*PROMPT*:
The listing below holds a line with "assert!(!result.is_changed());" and a line with "assert!(!psr2.is_changed());". Reproduce those two lines exactly, plus everything between them.

*SUPPLIED INFORMATION*:
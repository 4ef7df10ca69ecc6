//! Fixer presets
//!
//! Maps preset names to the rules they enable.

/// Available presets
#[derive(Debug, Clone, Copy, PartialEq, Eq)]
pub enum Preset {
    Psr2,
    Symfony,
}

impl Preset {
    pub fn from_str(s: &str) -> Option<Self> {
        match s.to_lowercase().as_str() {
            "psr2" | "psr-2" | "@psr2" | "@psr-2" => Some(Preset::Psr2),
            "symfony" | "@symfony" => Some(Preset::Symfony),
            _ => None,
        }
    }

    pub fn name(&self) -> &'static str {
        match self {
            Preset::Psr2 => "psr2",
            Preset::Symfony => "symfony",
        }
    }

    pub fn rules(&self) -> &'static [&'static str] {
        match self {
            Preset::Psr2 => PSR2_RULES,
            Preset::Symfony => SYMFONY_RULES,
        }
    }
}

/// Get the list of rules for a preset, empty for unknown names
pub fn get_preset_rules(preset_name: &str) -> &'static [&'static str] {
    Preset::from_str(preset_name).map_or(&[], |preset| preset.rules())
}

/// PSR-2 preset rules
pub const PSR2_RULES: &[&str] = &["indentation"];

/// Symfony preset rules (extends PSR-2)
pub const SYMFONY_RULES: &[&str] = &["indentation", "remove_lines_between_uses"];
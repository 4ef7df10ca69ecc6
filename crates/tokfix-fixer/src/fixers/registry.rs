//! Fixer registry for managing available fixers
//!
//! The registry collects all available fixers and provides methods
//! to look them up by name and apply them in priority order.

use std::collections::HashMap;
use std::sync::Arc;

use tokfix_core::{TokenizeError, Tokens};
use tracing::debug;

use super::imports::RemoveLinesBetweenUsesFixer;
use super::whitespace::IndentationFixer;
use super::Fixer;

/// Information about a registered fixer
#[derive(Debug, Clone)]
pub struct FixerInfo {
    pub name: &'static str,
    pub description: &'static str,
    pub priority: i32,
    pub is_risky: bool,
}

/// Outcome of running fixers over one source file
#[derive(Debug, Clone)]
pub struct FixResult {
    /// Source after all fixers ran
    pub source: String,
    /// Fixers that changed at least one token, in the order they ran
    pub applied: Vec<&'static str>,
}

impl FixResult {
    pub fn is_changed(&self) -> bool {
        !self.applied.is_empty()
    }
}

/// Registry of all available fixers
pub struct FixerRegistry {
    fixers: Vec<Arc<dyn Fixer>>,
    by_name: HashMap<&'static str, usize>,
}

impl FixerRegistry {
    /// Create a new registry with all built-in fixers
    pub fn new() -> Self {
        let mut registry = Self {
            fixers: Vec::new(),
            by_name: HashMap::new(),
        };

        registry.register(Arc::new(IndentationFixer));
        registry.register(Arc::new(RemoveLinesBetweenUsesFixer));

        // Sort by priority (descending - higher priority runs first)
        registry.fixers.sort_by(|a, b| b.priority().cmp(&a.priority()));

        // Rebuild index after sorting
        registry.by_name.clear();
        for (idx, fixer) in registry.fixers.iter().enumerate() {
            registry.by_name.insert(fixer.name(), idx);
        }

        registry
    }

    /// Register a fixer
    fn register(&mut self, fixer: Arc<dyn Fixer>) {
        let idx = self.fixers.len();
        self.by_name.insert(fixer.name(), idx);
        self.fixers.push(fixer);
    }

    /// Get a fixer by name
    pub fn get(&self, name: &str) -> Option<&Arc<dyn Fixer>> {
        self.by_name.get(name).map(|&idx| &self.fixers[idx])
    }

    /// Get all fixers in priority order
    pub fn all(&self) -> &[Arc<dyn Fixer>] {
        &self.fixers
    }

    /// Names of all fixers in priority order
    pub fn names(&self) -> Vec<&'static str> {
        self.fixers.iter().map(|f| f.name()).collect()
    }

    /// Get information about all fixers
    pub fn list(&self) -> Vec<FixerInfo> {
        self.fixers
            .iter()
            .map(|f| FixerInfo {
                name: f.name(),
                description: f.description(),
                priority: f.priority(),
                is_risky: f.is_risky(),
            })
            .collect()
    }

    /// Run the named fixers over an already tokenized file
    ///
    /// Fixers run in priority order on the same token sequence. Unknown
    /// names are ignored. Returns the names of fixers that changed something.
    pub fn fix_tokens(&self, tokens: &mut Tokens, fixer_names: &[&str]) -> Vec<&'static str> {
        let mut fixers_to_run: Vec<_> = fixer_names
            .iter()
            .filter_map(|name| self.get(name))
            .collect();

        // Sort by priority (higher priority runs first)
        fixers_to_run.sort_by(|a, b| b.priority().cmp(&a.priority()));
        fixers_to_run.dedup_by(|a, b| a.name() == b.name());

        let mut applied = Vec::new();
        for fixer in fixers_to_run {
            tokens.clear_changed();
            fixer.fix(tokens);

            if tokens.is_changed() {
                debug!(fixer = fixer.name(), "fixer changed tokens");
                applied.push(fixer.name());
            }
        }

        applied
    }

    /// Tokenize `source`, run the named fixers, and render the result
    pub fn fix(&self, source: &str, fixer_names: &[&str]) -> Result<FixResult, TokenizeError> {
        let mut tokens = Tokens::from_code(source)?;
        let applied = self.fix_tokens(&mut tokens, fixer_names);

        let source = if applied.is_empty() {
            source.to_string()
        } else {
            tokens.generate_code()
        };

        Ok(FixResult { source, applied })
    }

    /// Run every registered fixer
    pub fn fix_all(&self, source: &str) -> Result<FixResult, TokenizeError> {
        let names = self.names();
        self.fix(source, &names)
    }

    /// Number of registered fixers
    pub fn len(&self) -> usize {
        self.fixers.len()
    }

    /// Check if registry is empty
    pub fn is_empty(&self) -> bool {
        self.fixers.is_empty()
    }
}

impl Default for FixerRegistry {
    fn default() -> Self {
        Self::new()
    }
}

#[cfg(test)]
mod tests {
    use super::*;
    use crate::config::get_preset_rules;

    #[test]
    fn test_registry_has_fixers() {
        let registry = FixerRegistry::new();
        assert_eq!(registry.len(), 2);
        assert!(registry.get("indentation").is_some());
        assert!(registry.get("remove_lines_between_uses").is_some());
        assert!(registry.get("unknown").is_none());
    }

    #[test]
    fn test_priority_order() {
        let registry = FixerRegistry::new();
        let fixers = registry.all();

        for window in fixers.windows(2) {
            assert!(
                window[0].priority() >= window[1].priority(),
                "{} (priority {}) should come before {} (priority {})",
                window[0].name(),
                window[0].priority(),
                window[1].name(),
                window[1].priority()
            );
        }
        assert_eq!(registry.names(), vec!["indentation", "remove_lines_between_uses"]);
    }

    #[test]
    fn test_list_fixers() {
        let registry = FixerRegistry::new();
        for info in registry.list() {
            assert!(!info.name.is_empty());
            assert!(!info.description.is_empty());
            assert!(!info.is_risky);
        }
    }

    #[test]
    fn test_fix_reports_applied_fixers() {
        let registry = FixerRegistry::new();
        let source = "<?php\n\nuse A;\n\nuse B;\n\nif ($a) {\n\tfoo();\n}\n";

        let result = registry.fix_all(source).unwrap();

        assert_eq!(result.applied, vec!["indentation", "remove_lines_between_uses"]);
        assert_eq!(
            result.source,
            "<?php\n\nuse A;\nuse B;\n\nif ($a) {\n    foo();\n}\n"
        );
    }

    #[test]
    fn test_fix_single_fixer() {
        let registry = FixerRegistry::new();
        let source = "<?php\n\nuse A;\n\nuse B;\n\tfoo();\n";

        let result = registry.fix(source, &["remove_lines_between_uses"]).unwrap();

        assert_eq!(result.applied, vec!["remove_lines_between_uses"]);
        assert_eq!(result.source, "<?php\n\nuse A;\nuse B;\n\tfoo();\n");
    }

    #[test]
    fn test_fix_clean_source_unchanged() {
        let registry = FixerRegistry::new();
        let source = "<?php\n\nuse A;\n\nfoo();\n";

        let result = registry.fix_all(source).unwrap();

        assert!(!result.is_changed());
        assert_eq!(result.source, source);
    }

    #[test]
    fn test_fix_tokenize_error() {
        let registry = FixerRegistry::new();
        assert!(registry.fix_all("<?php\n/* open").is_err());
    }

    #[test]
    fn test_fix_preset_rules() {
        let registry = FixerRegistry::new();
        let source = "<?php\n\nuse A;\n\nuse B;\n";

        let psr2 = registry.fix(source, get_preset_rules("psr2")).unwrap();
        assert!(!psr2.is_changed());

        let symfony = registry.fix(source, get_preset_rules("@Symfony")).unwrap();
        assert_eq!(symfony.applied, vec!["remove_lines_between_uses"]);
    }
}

---

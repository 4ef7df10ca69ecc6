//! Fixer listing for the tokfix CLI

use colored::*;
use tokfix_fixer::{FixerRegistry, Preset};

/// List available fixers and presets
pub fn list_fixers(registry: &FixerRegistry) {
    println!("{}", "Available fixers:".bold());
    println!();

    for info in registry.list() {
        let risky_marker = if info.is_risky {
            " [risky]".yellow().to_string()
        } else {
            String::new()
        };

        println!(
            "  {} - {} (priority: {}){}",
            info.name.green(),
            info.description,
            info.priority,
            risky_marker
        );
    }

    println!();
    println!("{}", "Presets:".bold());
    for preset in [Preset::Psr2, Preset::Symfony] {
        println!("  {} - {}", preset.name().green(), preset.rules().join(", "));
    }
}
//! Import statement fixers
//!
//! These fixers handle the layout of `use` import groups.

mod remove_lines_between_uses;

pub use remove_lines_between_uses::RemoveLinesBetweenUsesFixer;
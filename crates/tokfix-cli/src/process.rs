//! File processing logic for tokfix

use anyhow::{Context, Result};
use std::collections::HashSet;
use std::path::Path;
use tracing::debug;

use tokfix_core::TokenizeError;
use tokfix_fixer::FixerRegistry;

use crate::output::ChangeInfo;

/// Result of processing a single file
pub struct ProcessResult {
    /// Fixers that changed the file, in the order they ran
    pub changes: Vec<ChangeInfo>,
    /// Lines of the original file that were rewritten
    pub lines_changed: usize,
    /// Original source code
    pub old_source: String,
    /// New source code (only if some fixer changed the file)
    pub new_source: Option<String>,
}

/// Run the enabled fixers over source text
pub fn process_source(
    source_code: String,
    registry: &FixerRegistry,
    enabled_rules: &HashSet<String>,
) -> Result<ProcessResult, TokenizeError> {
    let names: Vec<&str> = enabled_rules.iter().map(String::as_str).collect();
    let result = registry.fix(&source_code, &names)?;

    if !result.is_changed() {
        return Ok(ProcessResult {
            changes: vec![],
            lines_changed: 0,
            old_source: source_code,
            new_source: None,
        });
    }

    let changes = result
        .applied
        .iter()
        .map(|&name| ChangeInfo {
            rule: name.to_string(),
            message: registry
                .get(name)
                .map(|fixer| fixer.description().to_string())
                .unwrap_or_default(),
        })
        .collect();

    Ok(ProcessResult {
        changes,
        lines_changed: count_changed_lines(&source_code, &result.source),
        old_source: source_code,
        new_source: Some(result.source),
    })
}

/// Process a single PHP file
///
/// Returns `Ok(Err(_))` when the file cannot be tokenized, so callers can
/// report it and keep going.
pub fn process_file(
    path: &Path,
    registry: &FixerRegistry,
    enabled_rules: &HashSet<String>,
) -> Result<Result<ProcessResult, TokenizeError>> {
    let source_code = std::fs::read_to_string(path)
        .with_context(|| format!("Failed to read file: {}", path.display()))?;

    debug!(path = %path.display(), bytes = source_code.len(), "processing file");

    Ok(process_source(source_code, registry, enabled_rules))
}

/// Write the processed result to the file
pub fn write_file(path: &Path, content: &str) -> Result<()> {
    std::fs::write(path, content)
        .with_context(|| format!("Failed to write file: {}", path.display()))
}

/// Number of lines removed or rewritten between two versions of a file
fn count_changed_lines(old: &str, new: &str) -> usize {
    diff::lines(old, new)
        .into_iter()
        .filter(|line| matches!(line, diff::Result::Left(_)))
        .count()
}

*SOLUTION FOR THIS TASK*:
        assert!(!result.is_changed());
        assert_eq!(result.source, source);
    }

    #[test]
    fn test_fix_tokenize_error() {
        let registry = FixerRegistry::new();
        assert!(registry.fix_all("<?php\n/* open").is_err());
    }

    #[test]
    fn test_fix_preset_rules() {
        let registry = FixerRegistry::new();
        let source = "<?php\n\nuse A;\n\nuse B;\n";

        let psr2 = registry.fix(source, get_preset_rules("psr2")).unwrap();
        assert!(!psr2.is_changed());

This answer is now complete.